Prompt: The data should be restated word for word, in full.

(Stored data)
◆ ◆ ◆ ◆

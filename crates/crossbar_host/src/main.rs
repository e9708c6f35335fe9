use anyhow::{Context, Result};
use clap::CommandFactory as _;
use daemon_response::{DaemonResponse, DaemonResponseReceiver};
use opts::ActionWithServer;
use paths::CrossbarPaths;
use std::{os::unix::net, path::Path, time::Duration};

use crate::server::ForkResult;

mod actions;
mod app;
mod application_lifecycle;
mod cache;
mod client;
mod config;
mod daemon_response;
mod data_source;
mod error;
mod error_handling_ctx;
mod ipc_server;
mod opts;
mod paths;
mod render;
mod sandbox;
mod scheduler;
mod server;
mod util;

fn main() {
    let binary_name = std::env::args().next().unwrap_or_else(|| "crossbar-host".to_string());
    let opts: opts::Opt = opts::Opt::from_env();

    let log_level_filter = if opts.log_debug { log::LevelFilter::Debug } else { log::LevelFilter::Info };
    if std::env::var("RUST_LOG").is_ok() {
        pretty_env_logger::init_timed();
    } else {
        pretty_env_logger::formatted_timed_builder()
            .filter(Some("crossbar_host"), log_level_filter)
            .filter(Some("crossbar_protocol"), log_level_filter)
            .init();
    }

    if let opts::Action::ShellCompletions { shell } = opts.action {
        clap_complete::generate(shell, &mut opts::RawOpt::command(), "crossbar-host", &mut std::io::stdout());
        return;
    }

    if let Err(err) = run(opts, binary_name) {
        error_handling_ctx::print_error(err);
        std::process::exit(1);
    }
}

fn run(opts: opts::Opt, binary_name: String) -> Result<()> {
    let paths = opts
        .config_path
        .map(CrossbarPaths::from_config_dir)
        .unwrap_or_else(CrossbarPaths::default)
        .context("Failed to initialize crossbar paths")?;

    let should_restart = match &opts.action {
        opts::Action::ShellCompletions { .. } => unreachable!(),
        opts::Action::Daemon => opts.restart,
        opts::Action::WithServer(action) => opts.restart && action.can_start_daemon(),
        opts::Action::ClientOnly(_) => false,
    };
    if should_restart {
        let response = handle_server_command(&paths, &ActionWithServer::KillServer, 1);
        if let Ok(Some(response)) = response {
            handle_daemon_response(response);
        }
        std::thread::sleep(Duration::from_millis(200));
    }

    match opts.action {
        opts::Action::ShellCompletions { .. } => unreachable!(),
        opts::Action::ClientOnly(action) => {
            client::handle_client_only_action(&paths, action)?;
        }

        // make sure that there isn't already a daemon running.
        opts::Action::Daemon if check_server_running(paths.get_ipc_socket_file()) => {
            eprintln!("crossbar-host daemon already running.");
        }
        opts::Action::Daemon => {
            log::info!("Initializing crossbar-host daemon. ({})", paths.get_ipc_socket_file().display());
            let _ = std::fs::remove_file(paths.get_ipc_socket_file());

            if !opts.no_daemonize {
                println!("Run `{} logs` to see what your plugins are doing.", binary_name);
            }
            server::initialize_server(paths.clone(), None, !opts.no_daemonize)?;
        }

        opts::Action::WithServer(ActionWithServer::KillServer) => {
            if let Some(response) = handle_server_command(&paths, &ActionWithServer::KillServer, 1)? {
                handle_daemon_response(response);
            }
        }

        // a running daemon is necessary for this command
        opts::Action::WithServer(action) => {
            // attempt to just send the command to a running daemon
            match handle_server_command(&paths, &action, 5) {
                Ok(Some(response)) => handle_daemon_response(response),
                Ok(None) => {}

                Err(err) if action.can_start_daemon() && !opts.no_daemonize => {
                    // connecting to the daemon failed. Thus, start the daemon here!
                    log::warn!("Failed to connect to daemon: {}", err);
                    log::info!("Initializing crossbar-host daemon. ({})", paths.get_ipc_socket_file().display());
                    let _ = std::fs::remove_file(paths.get_ipc_socket_file());
                    println!("Run `{} logs` to see what your plugins are doing.", binary_name);

                    let (command, response_recv) = action.into_daemon_command();
                    // start the daemon and give it the command
                    let fork_result = server::initialize_server(paths.clone(), Some(command), true)?;
                    if let (Some(recv), ForkResult::Parent) = (response_recv, fork_result) {
                        listen_for_daemon_response(recv)?;
                    }
                }
                Err(err) => Err(err)?,
            }
        }
    }
    Ok(())
}

fn listen_for_daemon_response(mut recv: DaemonResponseReceiver) -> Result<()> {
    let rt = tokio::runtime::Builder::new_current_thread()
        .thread_name("listen-for-daemon-response")
        .enable_all()
        .build()
        .context("Failed to initialize tokio runtime")?;
    rt.block_on(async {
        if let Ok(Some(response)) = tokio::time::timeout(Duration::from_millis(100), recv.recv()).await {
            println!("{}", response);
        }
    });
    Ok(())
}

/// attempt to send a command to the daemon and send it the given action repeatedly.
fn handle_server_command(paths: &CrossbarPaths, action: &ActionWithServer, connect_attempts: usize) -> Result<Option<DaemonResponse>> {
    log::debug!("Trying to find server process at socket {}", paths.get_ipc_socket_file().display());
    let mut stream = attempt_connect(paths.get_ipc_socket_file(), connect_attempts).context("Failed to connect to daemon")?;
    log::debug!("Connected to crossbar-host daemon ({}).", &paths.get_ipc_socket_file().display());
    client::do_server_call(&mut stream, action).context("Error while forwarding command to server")
}

fn handle_daemon_response(res: DaemonResponse) {
    match res {
        DaemonResponse::Success(x) => println!("{}", x),
        DaemonResponse::Failure(x) => {
            eprintln!("{}", x);
            std::process::exit(1);
        }
    }
}

fn attempt_connect(socket_path: impl AsRef<Path>, attempts: usize) -> Option<net::UnixStream> {
    for _ in 0..attempts {
        if let Ok(mut con) = net::UnixStream::connect(&socket_path) {
            if client::do_server_call(&mut con, &opts::ActionWithServer::Ping).is_ok() {
                return net::UnixStream::connect(&socket_path).ok();
            }
        }
        std::thread::sleep(Duration::from_millis(200));
    }
    None
}

/// Check if a daemon is currently running by trying to send a ping message to it.
fn check_server_running(socket_path: impl AsRef<Path>) -> bool {
    let response = net::UnixStream::connect(socket_path)
        .ok()
        .and_then(|mut stream| client::do_server_call(&mut stream, &opts::ActionWithServer::Ping).ok());
    response.is_some()
}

◆ ◆ ◆ ◆

Reply:
filename crates/crossbar_host/src/main.rs
repository e9708c6f35335fe9
use anyhow::{Context, Result};
use clap::CommandFactory as _;
use daemon_response::{DaemonResponse, DaemonResponseReceiver};
use opts::ActionWithServer;
use paths::CrossbarPaths;
use std::{os::unix::net, path::Path, time::Duration};

use crate::server::ForkResult;

mod actions;
mod app;
mod application_lifecycle;
mod cache;
mod client;
mod config;
mod daemon_response;
mod data_source;
mod error;
mod error_handling_ctx;
mod ipc_server;
mod opts;
mod paths;
mod render;
mod sandbox;
mod scheduler;
mod server;
mod util;

fn main() {
    let binary_name = std::env::args().next().unwrap_or_else(|| "crossbar-host".to_string());
    let opts: opts::Opt = opts::Opt::from_env();

    let log_level_filter = if opts.log_debug { log::LevelFilter::Debug } else { log::LevelFilter::Info };
    if std::env::var("RUST_LOG").is_ok() {
        pretty_env_logger::init_timed();
    } else {
        pretty_env_logger::formatted_timed_builder()
            .filter(Some("crossbar_host"), log_level_filter)
            .filter(Some("crossbar_protocol"), log_level_filter)
            .init();
    }

    if let opts::Action::ShellCompletions { shell } = opts.action {
        clap_complete::generate(shell, &mut opts::RawOpt::command(), "crossbar-host", &mut std::io::stdout());
        return;
    }

    if let Err(err) = run(opts, binary_name) {
        error_handling_ctx::print_error(err);
        std::process::exit(1);
    }
}

fn run(opts: opts::Opt, binary_name: String) -> Result<()> {
    let paths = opts
        .config_path
        .map(CrossbarPaths::from_config_dir)
        .unwrap_or_else(CrossbarPaths::default)
        .context("Failed to initialize crossbar paths")?;

    let should_restart = match &opts.action {
        opts::Action::ShellCompletions { .. } => unreachable!(),
        opts::Action::Daemon => opts.restart,
        opts::Action::WithServer(action) => opts.restart && action.can_start_daemon(),
        opts::Action::ClientOnly(_) => false,
    };
    if should_restart {
        let response = handle_server_command(&paths, &ActionWithServer::KillServer, 1);
        if let Ok(Some(response)) = response {
            handle_daemon_response(response);
        }
        std::thread::sleep(Duration::from_millis(200));
    }

    match opts.action {
        opts::Action::ShellCompletions { .. } => unreachable!(),
        opts::Action::ClientOnly(action) => {
            client::handle_client_only_action(&paths, action)?;
        }

        // make sure that there isn't already a daemon running.
        opts::Action::Daemon if check_server_running(paths.get_ipc_socket_file()) => {
            eprintln!("crossbar-host daemon already running.");
        }
        opts::Action::Daemon => {
            log::info!("Initializing crossbar-host daemon. ({})", paths.get_ipc_socket_file().display());
            let _ = std::fs::remove_file(paths.get_ipc_socket_file());

            if !opts.no_daemonize {
                println!("Run `{} logs` to see what your plugins are doing.", binary_name);
            }
            server::initialize_server(paths.clone(), None, !opts.no_daemonize)?;
        }

        opts::Action::WithServer(ActionWithServer::KillServer) => {
            if let Some(response) = handle_server_command(&paths, &ActionWithServer::KillServer, 1)? {
                handle_daemon_response(response);
            }
        }

        // a running daemon is necessary for this command
        opts::Action::WithServer(action) => {
            // attempt to just send the command to a running daemon
            match handle_server_command(&paths, &action, 5) {
                Ok(Some(response)) => handle_daemon_response(response),
                Ok(None) => {}

                Err(err) if action.can_start_daemon() && !opts.no_daemonize => {
                    // connecting to the daemon failed. Thus, start the daemon here!
                    log::warn!("Failed to connect to daemon: {}", err);
                    log::info!("Initializing crossbar-host daemon. ({})", paths.get_ipc_socket_file().display());
                    let _ = std::fs::remove_file(paths.get_ipc_socket_file());
                    println!("Run `{} logs` to see what your plugins are doing.", binary_name);

                    let (command, response_recv) = action.into_daemon_command();
                    // start the daemon and give it the command
                    let fork_result = server::initialize_server(paths.clone(), Some(command), true)?;
                    if let (Some(recv), ForkResult::Parent) = (response_recv, fork_result) {
                        listen_for_daemon_response(recv)?;
                    }
                }
                Err(err) => Err(err)?,
            }
        }
    }
    Ok(())
}

fn listen_for_daemon_response(mut recv: DaemonResponseReceiver) -> Result<()> {
    let rt = tokio::runtime::Builder::new_current_thread()
        .thread_name("listen-for-daemon-response")
        .enable_all()
        .build()
        .context("Failed to initialize tokio runtime")?;
    rt.block_on(async {
        if let Ok(Some(response)) = tokio::time::timeout(Duration::from_millis(100), recv.recv()).await {
            println!("{}", response);
        }
    });
    Ok(())
}

/// attempt to send a command to the daemon and send it the given action repeatedly.
fn handle_server_command(paths: &CrossbarPaths, action: &ActionWithServer, connect_attempts: usize) -> Result<Option<DaemonResponse>> {
    log::debug!("Trying to find server process at socket {}", paths.get_ipc_socket_file().display());
    let mut stream = attempt_connect(paths.get_ipc_socket_file(), connect_attempts).context("Failed to connect to daemon")?;
    log::debug!("Connected to crossbar-host daemon ({}).", &paths.get_ipc_socket_file().display());
    client::do_server_call(&mut stream, action).context("Error while forwarding command to server")
}

fn handle_daemon_response(res: DaemonResponse) {
    match res {
        DaemonResponse::Success(x) => println!("{}", x),
        DaemonResponse::Failure(x) => {
            eprintln!("{}", x);
            std::process::exit(1);
        }
    }
}

fn attempt_connect(socket_path: impl AsRef<Path>, attempts: usize) -> Option<net::UnixStream> {
    for _ in 0..attempts {
        if let Ok(mut con) = net::UnixStream::connect(&socket_path) {
            if client::do_server_call(&mut con, &opts::ActionWithServer::Ping).is_ok() {
                return net::UnixStream::connect(&socket_path).ok();
            }
        }
        std::thread::sleep(Duration::from_millis(200));
    }
    None
}

/// Check if a daemon is currently running by trying to send a ping message to it.
fn check_server_running(socket_path: impl AsRef<Path>) -> bool {
    let response = net::UnixStream::connect(socket_path)
        .ok()
        .and_then(|mut stream| client::do_server_call(&mut stream, &opts::ActionWithServer::Ping).ok());
    response.is_some()
}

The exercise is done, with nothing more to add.